_Work order_
Scan the data for "under" and copy each matching line.

_Records provided_
-*-*-

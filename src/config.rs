use anyhow::{Context, Result};
use std::path::{Path, PathBuf};

use crate::changeset::ChangeSetInspector;
use crate::orchestrator::Orchestrator;
use crate::review_config::{CONFIG_FILE, ReviewToml};
use crate::session::{SessionLocator, SessionStore};
use crate::stage::builtin_stages;
use crate::tracker::GitChangeSource;

/// Directory under the project root that holds config and sessions.
pub const REVIEW_DIR: &str = ".pr_review";

/// Get the review directory for a project.
pub fn get_review_dir(project_dir: &Path) -> PathBuf {
    project_dir.join(REVIEW_DIR)
}

/// Runtime configuration for prereview.
///
/// Bridges `review.toml` with the resolved project paths and the CLI
/// overrides. Layering is defaults, then the file, then flags.
#[derive(Debug, Clone)]
pub struct Config {
    pub project_dir: PathBuf,
    pub review_dir: PathBuf,
    pub config_file: PathBuf,
    pub verbose: bool,
    /// `--base`, bypassing `repository.base_candidates`
    pub base_override: Option<String>,
    review: ReviewToml,
}

impl Config {
    pub fn new(
        project_dir: PathBuf,
        verbose: bool,
        base_override: Option<String>,
        threshold: Option<usize>,
    ) -> Result<Self> {
        let project_dir = project_dir
            .canonicalize()
            .context("Failed to resolve project directory")?;
        let review_dir = get_review_dir(&project_dir);
        let config_file = review_dir.join(CONFIG_FILE);

        let mut review = ReviewToml::load_or_default(&review_dir)?;
        if let Some(threshold) = threshold {
            review.inspector.change_count_threshold = threshold;
        }

        Ok(Self {
            project_dir,
            review_dir,
            config_file,
            verbose,
            base_override,
            review,
        })
    }

    /// Effective file configuration, CLI overrides applied.
    pub fn review(&self) -> &ReviewToml {
        &self.review
    }

    pub fn inspector(&self) -> Result<ChangeSetInspector> {
        Ok(ChangeSetInspector::new(&self.review.inspector)?)
    }

    pub fn change_source(&self) -> Result<GitChangeSource> {
        let source = GitChangeSource::open(&self.project_dir, &self.review.repository)?;
        Ok(source.with_base(self.base_override.clone()))
    }

    /// Inspect the repository and open the session for the current branch.
    pub fn orchestrator(&self) -> Result<Orchestrator> {
        let inspector = self.inspector()?;
        let source = self.change_source()?;
        let orchestrator =
            Orchestrator::start(&inspector, &source, &self.review_dir, builtin_stages())?;
        Ok(orchestrator)
    }

    /// Session store of the current branch. Only reads HEAD, so it works
    /// when the base reference does not resolve.
    pub fn session_store(&self) -> Result<SessionStore> {
        let branch = self.change_source()?.current_branch()?;
        let locator = SessionLocator::for_context(&self.review_dir, branch.as_deref());
        Ok(SessionStore::new(locator))
    }

    /// Every session directory under the review directory, sorted.
    pub fn session_dirs(&self) -> Result<Vec<PathBuf>> {
        if !self.review_dir.exists() {
            return Ok(Vec::new());
        }
        let entries = std::fs::read_dir(&self.review_dir)
            .with_context(|| format!("Failed to read {}", self.review_dir.display()))?;
        let mut dirs: Vec<PathBuf> = entries
            .filter_map(|e| e.ok())
            .map(|e| e.path())
            .filter(|p| p.is_dir())
            .collect();
        dirs.sort();
        Ok(dirs)
    }
}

-*-*-

_Answer for the task_
/// Directory under the project root that holds config and sessions.
    /// Every session directory under the review directory, sorted.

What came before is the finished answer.